# Shorting stocks - how exactly does it work in the real world?



## diliff (20 June 2008)

Hi guys. Me again (sorry) - I've got a question regarding the practicalities of shorting a stock. I know how it works in theory - basically you borrow a stock, then sell it, hoping it will decrease in value, and you can then buy it back cheaper and return to the lender, keeping the difference.

But I don't entirely understand how it works in the real world. From the wikipedia article, I understand that generally the lender is paid a fee to allow stock he owns to be borrowed, but it doesn't say anything about exactly how much the fee is, how it is calculated, how it is paid, when it is paid, etc. 

I suppose for the purpose of the question, lets say that I was shorting with IB, as I'm considering opening an account with them. (Does IB allow shorting on the ASX by the way? I've read some old threads about IB suggesting they intended to allow it, but I can't find anything on the IB website about it) What would I need to do to short a stock?

I've seen a couple of live trading videos on youtube in which a trader shorts stock and it seems just as streamlined as going long (ie click a button and voila, you've shorted it), but given that it is quite a bit more complicated behind the scenes, is it really that simple from the end user (trader)'s point of view?

Also, according to the Wikipedia article, the lender of stock retains the right to sell it (which is fair enough. If I owned stock that was diving, I'd want to be able to sell it too!), but how does that affect an open short trade using the borrowed stock??

As I said, it all makes sense in theory but in practise I can see a lot of potential issues.


----------



## pattyp (20 June 2008)

Oooops, Sorry - Didn't read your entire question... Forget first post 

CFDs... You can short long at click of a button... But its usually simulated... eg. CFD providers are Market Makers.


-----

U borrow someone else’s shares, sell them, buy 'em back lower and give back to the lender... But shorter keep the difference between the sale and buy-back price.

Hope that helps!

Pat


----------



## diliff (20 June 2008)

pattyp said:


> CFDs... You can short long at click of a button... But its usually simulated... eg. CFD providers are Market Makers.
> 
> Pat




I'm not sure if that is really answering my question as it doesn't seem to be shorting per-se. I haven't looked into CFDs much previously, but as I understand it, they're not even traded on the same exchange, and that would add another layer of complexity that I don't really need. 

In suggesting CFDs, are you implying that it can't easily be done on the ASX? From what I've read, its quite simple to do on the NASDAQ, but as with many aspects of the ASX, it doesn't ever seem as simple or as cheap to trade here.


----------



## pattyp (20 June 2008)

Truly - CFDs are the easiest thing on the planet.... 

And that’s why so many do their BUTTZ with them... No complexity at all... Complexity is trying to do whatever it is you are hoping to achieve.

R u a broker or large fund...? If not then CFD or Puts/Calls is your best (And really only) bet when it comes to Bearish trading.

Cheers,
Pat

PS. NOT at all recommending CFDs... Hard-core and would probably damage your finances if you don't have a lot of experience (This is an assumption, not at all meaning to disrespect your skeels).


----------



## diliff (20 June 2008)

pattyp said:


> Truly - CFDs are the easiest thing on the planet....
> 
> And that’s why so many do their BUTTZ with them... No complexity at all... Complexity is trying to do whatever it is you are hoping to achieve.
> 
> ...




No, just an individual trader learning as he goes.  My skeels aren't anything to respect, but I've managaged to make a bit of profit in swing trading of late, despite the retreating Aus market.
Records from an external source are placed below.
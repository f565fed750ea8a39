use crate::auth::models::{Claims, UserContext};
use crate::error::HttpAppError;
use axum::{
    extract::{Request, State},
    middleware::Next,
    response::{IntoResponse, Response},
};
use jsonwebtoken::{decode, Algorithm, DecodingKey, Validation};
use medley_core::AppError;
use std::sync::Arc;

/// Verifier for identity-provider tokens, built once at startup.
#[derive(Clone)]
pub struct AuthState {
    decoding_key: DecodingKey,
    validation: Validation,
}

impl AuthState {
    pub fn new(token_secret: &str) -> Self {
        Self {
            decoding_key: DecodingKey::from_secret(token_secret.as_bytes()),
            validation: Validation::new(Algorithm::HS256),
        }
    }

    /// Resolve a bearer token to the identity provider's user id.
    pub fn verify(&self, token: &str) -> Result<Claims, AppError> {
        let data = decode::<Claims>(token, &self.decoding_key, &self.validation)
            .map_err(|e| AppError::Unauthorized(format!("Invalid token: {}", e)))?;
        if data.claims.sub.is_empty() {
            return Err(AppError::Unauthorized(
                "Token has no subject claim".to_string(),
            ));
        }
        Ok(data.claims)
    }
}

pub async fn auth_middleware(
    State(auth_state): State<Arc<AuthState>>,
    mut request: Request,
    next: Next,
) -> Response {
    let auth_header = match request
        .headers()
        .get("Authorization")
        .and_then(|h| h.to_str().ok())
    {
        Some(h) => h,
        None => {
            return HttpAppError(AppError::Unauthorized(
                "Missing authorization header".to_string(),
            ))
            .into_response();
        }
    };

    if !auth_header.starts_with("Bearer ") {
        return HttpAppError(AppError::Unauthorized(
            "Invalid authorization header format".to_string(),
        ))
        .into_response();
    }

    let token = &auth_header[7..]; // Remove "Bearer " prefix

    match auth_state.verify(token) {
        Ok(claims) => {
            request.extensions_mut().insert(UserContext {
                user_id: claims.sub,
            });
            next.run(request).await
        }
        Err(e) => HttpAppError(e).into_response(),
    }
}

#[cfg(test)]
mod tests {
    use super::*;
    use jsonwebtoken::{encode, EncodingKey, Header};

    const SECRET: &str = "test-secret-key-min-32-characters-long!!";

    fn token(sub: &str, exp_offset_secs: i64) -> String {
        let now = chrono::Utc::now().timestamp();
        let claims = Claims {
            sub: sub.to_string(),
            exp: now + exp_offset_secs,
            iat: now,
        };
        encode(
            &Header::default(),
            &claims,
            &EncodingKey::from_secret(SECRET.as_bytes()),
        )
        .expect("encode token")
    }

    #[test]
    fn test_verify_resolves_subject() {
        let auth = AuthState::new(SECRET);
        let claims = auth.verify(&token("user_42", 3600)).unwrap();
        assert_eq!(claims.sub, "user_42");
    }

    #[test]
    fn test_verify_rejects_expired_token() {
        let auth = AuthState::new(SECRET);
        let err = auth.verify(&token("user_42", -3600)).unwrap_err();
        assert!(matches!(err, AppError::Unauthorized(_)));
    }

    #[test]
    fn test_verify_rejects_wrong_secret() {
        let auth = AuthState::new("another-secret-key-32-characters-min!!!!");
        assert!(auth.verify(&token("user_42", 3600)).is_err());
    }

    #[test]
    fn test_verify_rejects_garbage() {
        let auth = AuthState::new(SECRET);
        assert!(auth.verify("not-a-token").is_err());
    }
}
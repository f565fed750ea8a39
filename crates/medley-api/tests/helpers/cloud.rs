//! Recording stub for the hosted media service.

use async_trait::async_trait;
use medley_cloud::{CloudResult, CloudUpload, MediaCloud, UploadReceipt};
use medley_core::models::{MediaType, TranscodeDirective};
use std::sync::atomic::{AtomicUsize, Ordering};
use std::sync::Mutex;

#[derive(Debug, Clone)]
pub struct RecordedUpload {
    pub kind: MediaType,
    pub size_bytes: usize,
    pub directive: Option<TranscodeDirective>,
    pub content_id: String,
}

/// In-memory media service: records every call, assigns sequential content
/// ids, and reports a transcoded size of half the input.
pub struct RecordingCloud {
    uploads: Mutex<Vec<RecordedUpload>>,
    destroys: Mutex<Vec<(MediaType, String)>>,
    next_id: AtomicUsize,
}

impl RecordingCloud {
    pub fn new() -> Self {
        Self {
            uploads: Mutex::new(Vec::new()),
            destroys: Mutex::new(Vec::new()),
            next_id: AtomicUsize::new(1),
        }
    }

    pub fn upload_count(&self) -> usize {
        self.uploads.lock().unwrap().len()
    }

    pub fn uploads(&self) -> Vec<RecordedUpload> {
        self.uploads.lock().unwrap().clone()
    }

    pub fn last_directive(&self) -> Option<TranscodeDirective> {
        self.uploads
            .lock()
            .unwrap()
            .last()
            .and_then(|u| u.directive.clone())
    }

    pub fn destroy_count(&self) -> usize {
        self.destroys.lock().unwrap().len()
    }

    pub fn destroyed_ids(&self) -> Vec<String> {
        self.destroys
            .lock()
            .unwrap()
            .iter()
            .map(|(_, id)| id.clone())
            .collect()
    }
}

impl Default for RecordingCloud {
    fn default() -> Self {
        Self::new()
    }
}

#[async_trait]
impl MediaCloud for RecordingCloud {
    async fn upload(&self, upload: CloudUpload) -> CloudResult<UploadReceipt> {
        let n = self.next_id.fetch_add(1, Ordering::SeqCst);
        let content_id = format!("gallery/test-{}", n);
        let bytes = (upload.data.len() / 2).max(1) as i64;
        let duration = match upload.kind {
            MediaType::Video => Some(12.5),
            MediaType::Image => None,
        };

        self.uploads.lock().unwrap().push(RecordedUpload {
            kind: upload.kind,
            size_bytes: upload.data.len(),
            directive: upload.directive.clone(),
            content_id: content_id.clone(),
        });

        Ok(UploadReceipt {
            content_id,
            bytes,
            duration,
        })
    }

    async fn destroy(&self, kind: MediaType, content_id: &str) -> CloudResult<()> {
        self.destroys
            .lock()
            .unwrap()
            .push((kind, content_id.to_string()));
        Ok(())
    }
}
Obviously without the ability to short I've been limited to longs, which have really only been profitable in a few sectors, so being able to short would essentially double the trading options available to me.

I'm not saying that CFDs are inherently complex - I'm sure they are very simple to execute. The complicated thing is not being able to take longs/shorts on the same stocks on the same exchange at the same time as it appears to be possible to do quite easily on NASDAQ. It makes day trading more difficult as far as I can see.

My trading platform has been pretty basic thus far - Quotetracker using a Westpac Broking feed (which isn't really streaming real-time, just snapshots every 20-30 seconds or so), and as far as I can see, it only works with the ASX.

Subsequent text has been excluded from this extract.